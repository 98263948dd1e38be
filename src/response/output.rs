// SPDX-License-Identifier: MPL-2.0
// This Source Code Form is subject to the terms of the Mozilla Public
// License, v. 2.0. If a copy of the MPL was not distributed with this
// file, You can obtain one at https://mozilla.org/MPL/2.0/.

//! Power and energy readings from `/getOutputData`.

use serde_json::Value;

use crate::error::DecodeError;

use super::fields::{Envelope, number};

/// Real-time power and energy readings.
///
/// Power values are in watts, energy totals in kWh, temperatures in °C and
/// percentages in 0-100. Values are passed through without unit conversion.
///
/// Every field is required: if the inverter stops reporting one of them the
/// whole decode fails rather than reporting a fabricated zero.
///
/// # Examples
///
/// ```
/// use ezhi_local::response::OutputData;
///
/// let json = serde_json::json!({
///     "data": {
///         "pvP": "612", "pvTE": "1520.4",
///         "batP": "-350", "batSoc": "76", "batSoh": "99", "batTemp": "24.5",
///         "batCTE": "410.2", "batDTE": "388.9",
///         "ogP": "250", "ogOTE": "901.7", "ogITE": "12.3",
///         "ofgP": "0", "ofgOTE": "0", "ofgITE": "0",
///         "devTemp": "38.1"
///     },
///     "message": "SUCCESS"
/// });
/// let output = OutputData::decode(&json).unwrap();
/// assert_eq!(output.pv_power, 612.0);
/// assert_eq!(output.battery_power, -350.0);
/// ```
#[derive(Debug, Clone, PartialEq, serde::Serialize)]
pub struct OutputData {
    /// Photovoltaic input power (W).
    pub pv_power: f64,
    /// Total photovoltaic input energy (kWh).
    pub pv_energy: f64,
    /// Battery power (W); negative while charging.
    pub battery_power: f64,
    /// Battery state of charge (%).
    pub battery_soc: f64,
    /// Battery state of health (%).
    pub battery_soh: f64,
    /// Battery temperature (°C).
    pub battery_temperature: f64,
    /// Total battery charge energy (kWh).
    pub battery_charge_energy: f64,
    /// Total battery discharge energy (kWh).
    pub battery_discharge_energy: f64,
    /// On-grid power (W).
    pub on_grid_power: f64,
    /// Total on-grid output energy (kWh).
    pub on_grid_output_energy: f64,
    /// Total on-grid input energy (kWh).
    pub on_grid_input_energy: f64,
    /// Off-grid power (W).
    pub off_grid_power: f64,
    /// Total off-grid output energy (kWh).
    pub off_grid_output_energy: f64,
    /// Total off-grid input energy (kWh).
    pub off_grid_input_energy: f64,
    /// Inverter temperature (°C).
    pub device_temperature: f64,
}

impl OutputData {
    /// Decodes a `/getOutputData` payload.
    ///
    /// # Errors
    ///
    /// Returns `DecodeError::MissingField` if any reading is absent and
    /// `DecodeError::TypeMismatch` if one is not numeric.
    pub fn decode(payload: &Value) -> Result<Self, DecodeError> {
        let data = Envelope::parse(payload)?.into_data()?;

        Ok(Self {
            pv_power: number(&data, "pvP")?,
            pv_energy: number(&data, "pvTE")?,
            battery_power: number(&data, "batP")?,
            battery_soc: number(&data, "batSoc")?,
            battery_soh: number(&data, "batSoh")?,
            battery_temperature: number(&data, "batTemp")?,
            battery_charge_energy: number(&data, "batCTE")?,
            battery_discharge_energy: number(&data, "batDTE")?,
            on_grid_power: number(&data, "ogP")?,
            on_grid_output_energy: number(&data, "ogOTE")?,
            on_grid_input_energy: number(&data, "ogITE")?,
            off_grid_power: number(&data, "ofgP")?,
            off_grid_output_energy: number(&data, "ofgOTE")?,
            off_grid_input_energy: number(&data, "ofgITE")?,
            device_temperature: number(&data, "devTemp")?,
        })
    }
}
......
Take every line from the records that holds "readings" and copy it down.

//! Power and energy readings from `/getOutputData`.
/// Real-time power and energy readings.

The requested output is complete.